↓↓↓

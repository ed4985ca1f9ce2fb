// TF-IDF vectorizer.
//
// Tokens are lowercase runs of 2+ word characters. Stop words (optional)
// are dropped before n-grams are formed. The vocabulary keeps the
// `max_features` terms with the highest corpus frequency, then is indexed
// alphabetically. Weights are raw term counts times smoothed IDF,
// ln((1 + n) / (1 + df)) + 1, with each row scaled to unit L2 norm.

use std::collections::{BTreeMap, HashMap, HashSet};

use ndarray::Array2;
use regex_lite::Regex;
use stop_words::{get, LANGUAGE};
use tracing::info;

use crate::error::FeatureError;

const TOKEN_PATTERN: &str = r"\b\w\w+\b";

/// Stop word list applied before n-gram generation.
#[derive(Debug, Clone, Copy, PartialEq, Eq)]
pub enum StopWords {
    None,
    English,
}

/// Vectorizer settings.
#[derive(Debug, Clone, PartialEq)]
pub struct TfidfParams {
    /// Keep only the most frequent terms across the corpus (default 5000)
    pub max_features: Option<usize>,
    /// Smallest and largest n-gram length, inclusive (default 1-2)
    pub ngram_range: (usize, usize),
    /// Drop terms that appear in fewer documents than this (default 1)
    pub min_df: usize,
    pub lowercase: bool,
    pub stop_words: StopWords,
}

impl Default for TfidfParams {
    fn default() -> Self {
        Self {
            max_features: Some(5000),
            ngram_range: (1, 2),
            min_df: 1,
            lowercase: true,
            stop_words: StopWords::None,
        }
    }
}

/// A vectorizer fitted on a corpus. Holds the vocabulary and IDF weights so
/// new text can be projected into the same feature space.
#[derive(Debug, Clone)]
pub struct TfidfVectorizer {
    params: TfidfParams,
    token_re: Regex,
    stop_words: HashSet<String>,
    vocabulary: HashMap<String, usize>,
    /// Terms ordered by column index
    terms: Vec<String>,
    idf: Vec<f64>,
}

impl TfidfVectorizer {
    pub fn new(params: TfidfParams) -> Self {
        let stop_words = match params.stop_words {
            StopWords::None => HashSet::new(),
            StopWords::English => get(LANGUAGE::English).into_iter().collect(),
        };

        Self {
            params,
            // The pattern is a compile-time constant
            token_re: Regex::new(TOKEN_PATTERN).expect("token pattern is valid"),
            stop_words,
            vocabulary: HashMap::new(),
            terms: Vec::new(),
            idf: Vec::new(),
        }
    }

    /// Learn the vocabulary and IDF weights, then return the document-term matrix.
    pub fn fit_transform(&mut self, docs: &[String]) -> Result<Array2<f64>, FeatureError> {
        self.fit(docs)?;
        self.transform(docs)
    }

    /// Learn the vocabulary and IDF weights from `docs`.
    pub fn fit(&mut self, docs: &[String]) -> Result<(), FeatureError> {
        if docs.is_empty() {
            return Err(FeatureError::NoDocuments);
        }

        // Ordered maps keep ties in the frequency cut alphabetical
        let mut corpus_counts: BTreeMap<String, usize> = BTreeMap::new();
        let mut doc_freq: BTreeMap<String, usize> = BTreeMap::new();

        for doc in docs {
            let counts = self.term_counts(doc);
            for (term, count) in counts {
                *corpus_counts.entry(term.clone()).or_insert(0) += count;
                *doc_freq.entry(term).or_insert(0) += 1;
            }
        }

        let mut candidates: Vec<(String, usize)> = corpus_counts
            .into_iter()
            .filter(|(term, _)| doc_freq.get(term).copied().unwrap_or(0) >= self.params.min_df)
            .collect();

        if let Some(limit) = self.params.max_features {
            // Stable sort: equal counts stay in alphabetical order
            candidates.sort_by(|a, b| b.1.cmp(&a.1));
            candidates.truncate(limit);
        }

        let mut terms: Vec<String> = candidates.into_iter().map(|(term, _)| term).collect();
        terms.sort();

        if terms.is_empty() {
            return Err(FeatureError::EmptyVocabulary);
        }

        let n_docs = docs.len() as f64;
        self.idf = terms
            .iter()
            .map(|term| {
                let df = doc_freq.get(term).copied().unwrap_or(0) as f64;
                ((1.0 + n_docs) / (1.0 + df)).ln() + 1.0
            })
            .collect();
        self.vocabulary = terms
            .iter()
            .enumerate()
            .map(|(i, term)| (term.clone(), i))
            .collect();
        self.terms = terms;

        info!(
            documents = docs.len(),
            vocabulary = self.terms.len(),
            "TF-IDF vocabulary fitted"
        );

        Ok(())
    }

    /// Project documents onto the fitted vocabulary. Unknown terms are ignored;
    /// a document with no known terms becomes a zero row.
    pub fn transform(&self, docs: &[String]) -> Result<Array2<f64>, FeatureError> {
        if self.terms.is_empty() {
            return Err(FeatureError::NotFitted);
        }

        let mut matrix = Array2::<f64>::zeros((docs.len(), self.terms.len()));

        for (row, doc) in docs.iter().enumerate() {
            for (term, count) in self.term_counts(doc) {
                if let Some(&col) = self.vocabulary.get(&term) {
                    matrix[[row, col]] = count as f64 * self.idf[col];
                }
            }

            let mut row_view = matrix.row_mut(row);
            let norm = row_view.dot(&row_view).sqrt();
            if norm > 0.0 {
                row_view /= norm;
            }
        }

        Ok(matrix)
    }

    /// Number of retained terms (matrix columns).
    pub fn vocabulary_size(&self) -> usize {
        self.terms.len()
    }

    /// Terms in column order.
    pub fn terms(&self) -> &[String] {
        &self.terms
    }

    /// Column index of a term, if it is in the vocabulary.
    pub fn term_index(&self, term: &str) -> Option<usize> {
        self.vocabulary.get(term).copied()
    }

    /// IDF weight per column.
    pub fn idf(&self) -> &[f64] {
        &self.idf
    }

    /// Split a document into tokens, dropping stop words.
    pub fn tokenize(&self, doc: &str) -> Vec<String> {
        let text = if self.params.lowercase {
            doc.to_lowercase()
        } else {
            doc.to_string()
        };
        self.token_re
            .find_iter(&text)
            .map(|m| m.as_str().to_string())
            .filter(|token| !self.stop_words.contains(token))
            .collect()
    }

    /// All n-grams of the document within the configured range, counted.
    fn term_counts(&self, doc: &str) -> HashMap<String, usize> {
        let tokens = self.tokenize(doc);
        let (min_n, max_n) = self.params.ngram_range;
        let mut counts = HashMap::new();

        for n in min_n.max(1)..=max_n {
            if n > tokens.len() {
                break;
            }
            for window in tokens.windows(n) {
                *counts.entry(window.join(" ")).or_insert(0) += 1;
            }
        }
        counts
    }
}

↑↑↑

#### [Exercise instructions]
Exactly the lines from the one containing "let mut counts = HashMap::new();" through the end of the listing should be reproduced, both ends included and nothing more.

#### [Problem solution]
        let mut counts = HashMap::new();

        for n in min_n.max(1)..=max_n {
            if n > tokens.len() {
                break;
            }
            for window in tokens.windows(n) {
                *counts.entry(window.join(" ")).or_insert(0) += 1;
            }
        }
        counts
    }
}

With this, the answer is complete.